Klaus-D. Gläser, Vorsitzender der Geschäftsführung der Agentur für Arbeit Göttingen, bewertet die Situation folgendermaßen:

„Die kleine Wolke am Arbeitsmarkt deute ich keineswegs als Vorboten auf ein großes Unwetter. Der Eingang der gemeldeten sozialversicherungspflichtigen Stellen zeigt, dass viele Betriebe wieder optimistischer in die Zukunft blicken und Personal einstellen.

Dennoch will ich natürlich nicht verschweigen, dass wir weiterhin Betriebe im Bezirk haben, die kurzarbeiten, auch wenn die Zahl der betroffenen Arbeitnehmer weit unter unseren Spitzenwerten aus dem vergangenen Jahr liegt.“

Insgesamt konnten Arbeitsuchende sich bei der Arbeitsagentur Göttingen im Juli über 1.955 gemeldete Stellen informieren, vor einem Jahr standen demgegenüber lediglich 1.238 ungeförderte Stellen zur Verfügung.

Gefragt sind derzeit besonders Servicekräfte in der Gastronomie, Köche, Kraftfahrer und Sozialarbeiter/-pfleger.

In allen Geschäftsstellenbezirken der Agentur für Arbeit Göttingen stieg die Zahl der Arbeitslosen gegenüber dem Vormonat an. Der stärkste prozentuale Anstieg war in Duderstadt zu verzeichnen, am niedrigsten fiel der Anstieg im Geschäftsstellenbezirk Osterode aus.

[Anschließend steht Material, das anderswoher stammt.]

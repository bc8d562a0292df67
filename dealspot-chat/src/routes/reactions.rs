use axum::extract::{Path, State};
use axum::Json;
use diesel::prelude::*;
use serde::{Deserialize, Serialize};
use std::collections::HashMap;
use std::sync::Arc;
use uuid::Uuid;

use dealspot_shared::errors::{AppError, AppResult, ErrorCode};
use dealspot_shared::types::api::ApiResponse;
use dealspot_shared::types::auth::AuthUser;

use crate::models::{Message, MessageReaction, NewMessageReaction};
use crate::schema::{channel_members, message_reactions, messages};
use crate::AppState;

// --- Aggregation ---

/// Per-emoji aggregate over the raw reaction tuples of one message.
#[derive(Debug, Serialize, Clone, PartialEq)]
pub struct ReactionAggregate {
    pub emoji: String,
    pub count: i64,
    pub user_reacted: bool,
}

/// Collapse reaction rows into per-emoji aggregates, preserving the order
/// in which each emoji first appeared.
pub fn aggregate(rows: &[MessageReaction], viewer: Uuid) -> Vec<ReactionAggregate> {
    let mut order: Vec<String> = Vec::new();
    let mut counts: HashMap<&str, (i64, bool)> = HashMap::new();

    for row in rows {
        let entry = counts.entry(row.emoji.as_str()).or_insert_with(|| {
            order.push(row.emoji.clone());
            (0, false)
        });
        entry.0 += 1;
        if row.user_id == viewer {
            entry.1 = true;
        }
    }

    order
        .into_iter()
        .map(|emoji| {
            let (count, user_reacted) = counts[emoji.as_str()];
            ReactionAggregate { emoji, count, user_reacted }
        })
        .collect()
}

/// Aggregates for a batch of messages, keyed by message id. Computed per
/// read so a caller that just mutated sees the new count immediately.
pub fn load_aggregates(
    conn: &mut diesel::pg::PgConnection,
    message_ids: &[Uuid],
    viewer: Uuid,
) -> AppResult<HashMap<Uuid, Vec<ReactionAggregate>>> {
    if message_ids.is_empty() {
        return Ok(HashMap::new());
    }

    let rows: Vec<MessageReaction> = message_reactions::table
        .filter(message_reactions::message_id.eq_any(message_ids))
        .order(message_reactions::created_at.asc())
        .load::<MessageReaction>(conn)
        .map_err(AppError::Database)?;

    let mut by_message: HashMap<Uuid, Vec<MessageReaction>> = HashMap::new();
    for row in rows {
        by_message.entry(row.message_id).or_default().push(row);
    }

    Ok(by_message
        .into_iter()
        .map(|(id, rows)| (id, aggregate(&rows, viewer)))
        .collect())
}

// --- Request / Response DTOs ---

#[derive(Debug, Deserialize)]
pub struct AddReactionRequest {
    pub emoji: String,
}

#[derive(Debug, Serialize)]
pub struct MessageReactionsResponse {
    pub message_id: Uuid,
    pub reactions: Vec<ReactionAggregate>,
}

// --- Helpers ---

fn load_message_for_member(
    conn: &mut diesel::pg::PgConnection,
    message_id: Uuid,
    user_id: Uuid,
) -> AppResult<Message> {
    let message: Message = messages::table
        .find(message_id)
        .first::<Message>(conn)
        .optional()
        .map_err(AppError::Database)?
        .ok_or_else(|| AppError::new(ErrorCode::MessageNotFound, "message not found"))?;

    let is_member: i64 = channel_members::table
        .filter(channel_members::channel_id.eq(message.channel_id))
        .filter(channel_members::user_id.eq(user_id))
        .count()
        .get_result(conn)
        .map_err(AppError::Database)?;

    if is_member == 0 {
        return Err(AppError::new(
            ErrorCode::NotChannelMember,
            "you are not a member of this channel",
        ));
    }

    Ok(message)
}

// --- Handlers ---

/// POST /messages/:id/reactions - add a reaction (idempotent upsert)
pub async fn add_reaction(
    auth_user: AuthUser,
    State(state): State<Arc<AppState>>,
    Path(message_id): Path<Uuid>,
    Json(req): Json<AddReactionRequest>,
) -> AppResult<Json<ApiResponse<MessageReactionsResponse>>> {
    let emoji = req.emoji.trim().to_string();
    if emoji.is_empty() || emoji.chars().count() > 8 {
        return Err(AppError::new(ErrorCode::ValidationError, "invalid emoji"));
    }

    let mut conn = state.db.get().map_err(|e| AppError::Internal(e.into()))?;
    let message = load_message_for_member(&mut conn, message_id, auth_user.id)?;

    // Unique (message, user, emoji); re-adding is a no-op, not an error
    diesel::insert_into(message_reactions::table)
        .values(&NewMessageReaction {
            message_id,
            user_id: auth_user.id,
            emoji: emoji.clone(),
        })
        .on_conflict_do_nothing()
        .execute(&mut conn)
        .map_err(AppError::Database)?;

    let aggregates = load_aggregates(&mut conn, &[message_id], auth_user.id)?
        .remove(&message_id)
        .unwrap_or_default();

    // Best-effort fanout; reaction state is served authoritatively on read
    let member_ids: Vec<Uuid> = channel_members::table
        .filter(channel_members::channel_id.eq(message.channel_id))
        .select(channel_members::user_id)
        .load::<Uuid>(&mut conn)
        .unwrap_or_default();

    let payload = serde_json::json!({
        "message_id": message_id,
        "channel_id": message.channel_id,
        "user_id": auth_user.id,
        "emoji": emoji,
        "added": true,
    });
    for member_id in member_ids.iter().filter(|id| **id != auth_user.id) {
        let room = format!("user:{member_id}");
        let _ = state.io.to(room).emit("reaction-updated", &payload);
    }

    Ok(Json(ApiResponse::ok(MessageReactionsResponse {
        message_id,
        reactions: aggregates,
    })))
}

/// DELETE /messages/:id/reactions/:emoji - remove a reaction (no-op when absent)
pub async fn remove_reaction(
    auth_user: AuthUser,
    State(state): State<Arc<AppState>>,
    Path((message_id, emoji)): Path<(Uuid, String)>,
) -> AppResult<Json<ApiResponse<MessageReactionsResponse>>> {
    let mut conn = state.db.get().map_err(|e| AppError::Internal(e.into()))?;
    let message = load_message_for_member(&mut conn, message_id, auth_user.id)?;

    diesel::delete(
        message_reactions::table
            .filter(message_reactions::message_id.eq(message_id))
            .filter(message_reactions::user_id.eq(auth_user.id))
            .filter(message_reactions::emoji.eq(&emoji)),
    )
    .execute(&mut conn)
    .map_err(AppError::Database)?;

    let aggregates = load_aggregates(&mut conn, &[message_id], auth_user.id)?
        .remove(&message_id)
        .unwrap_or_default();

    let member_ids: Vec<Uuid> = channel_members::table
        .filter(channel_members::channel_id.eq(message.channel_id))
        .select(channel_members::user_id)
        .load::<Uuid>(&mut conn)
        .unwrap_or_default();

    let payload = serde_json::json!({
        "message_id": message_id,
        "channel_id": message.channel_id,
        "user_id": auth_user.id,
        "emoji": emoji,
        "added": false,
    });
    for member_id in member_ids.iter().filter(|id| **id != auth_user.id) {
        let room = format!("user:{member_id}");
        let _ = state.io.to(room).emit("reaction-updated", &payload);
    }

    Ok(Json(ApiResponse::ok(MessageReactionsResponse {
        message_id,
        reactions: aggregates,
    })))
}

#[cfg(test)]
mod tests {
    use super::*;
    use chrono::Utc;

    fn uuid(n: u8) -> Uuid {
        Uuid::from_bytes([n; 16])
    }

    fn reaction(message: Uuid, user: Uuid, emoji: &str) -> MessageReaction {
        MessageReaction {
            id: Uuid::new_v4(),
            message_id: message,
            user_id: user,
            emoji: emoji.to_string(),
            created_at: Utc::now(),
        }
    }

    #[test]
    fn aggregate_counts_per_emoji_and_flags_viewer() {
        let m = uuid(1);
        let viewer = uuid(2);
        let rows = vec![
            reaction(m, viewer, "🔥"),
            reaction(m, uuid(3), "🔥"),
            reaction(m, uuid(3), "👍"),
        ];

        let aggregates = aggregate(&rows, viewer);
        assert_eq!(aggregates.len(), 2);
        assert_eq!(aggregates[0].emoji, "🔥");
        assert_eq!(aggregates[0].count, 2);
        assert!(aggregates[0].user_reacted);
        assert_eq!(aggregates[1].emoji, "👍");
        assert_eq!(aggregates[1].count, 1);
        assert!(!aggregates[1].user_reacted);
    }

    #[test]
    fn aggregate_of_no_rows_is_empty() {
        assert!(aggregate(&[], uuid(1)).is_empty());
    }

    #[test]
    fn duplicate_tuples_from_the_same_user_count_once_in_storage() {
        // The unique index makes a duplicate insert a no-op; aggregation
        // over the stored rows therefore stays flat on repeat adds.
        let m = uuid(1);
        let u = uuid(2);
        let stored = vec![reaction(m, u, "🎉")];
        let first = aggregate(&stored, u);
        let second = aggregate(&stored, u);
        assert_eq!(first, second);
        assert_eq!(first[0].count, 1);
    }
}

Konkrete Zahlen der Geschäftsstellenbezirke:

  • Duderstadt 6,8 Prozent
  • Hann. Münden 7,0 Prozent
  • Northeim 7,2 Prozent
  • Uslar 7,6 Prozent
  • Hauptagentur Göttingen 8,9 Prozent
  • Einbeck 9 Prozent und
  • Osterode 10,6 Prozent.

Entsprechend der Entwicklung in den Geschäftsstellenbezirken stieg auch die Arbeitslosigkeit in den Landkreisen im Vergleich zum Vormonat an, sank im Vergleich zum Juli 2009 jedoch deutlich:

  • Landkreis Northeim 7,8 Prozent
  • Landkreis Göttingen 7,0 Prozent
  • Landkreis Osterode am Harz 10,5 Prozent

Weiterhin ist die Arbeitsmarktsituation in Südniedersachsen (Agenturbezirk Göttingen) mit einer Arbeitslosenquote von 8,5 Prozent ungünstiger als im Bundesland Niedersachsen mit einer Quote von 7,6 Prozent.

Nach wie vor liegt die Arbeitslosenquote im Agenturbezirk Göttingen jedoch unter der der niedersächsischen Nachbaragenturen. Dagegen meldet die Agentur für Arbeit Kassel nur eine Arbeitslosenquote von 7,1 Prozent.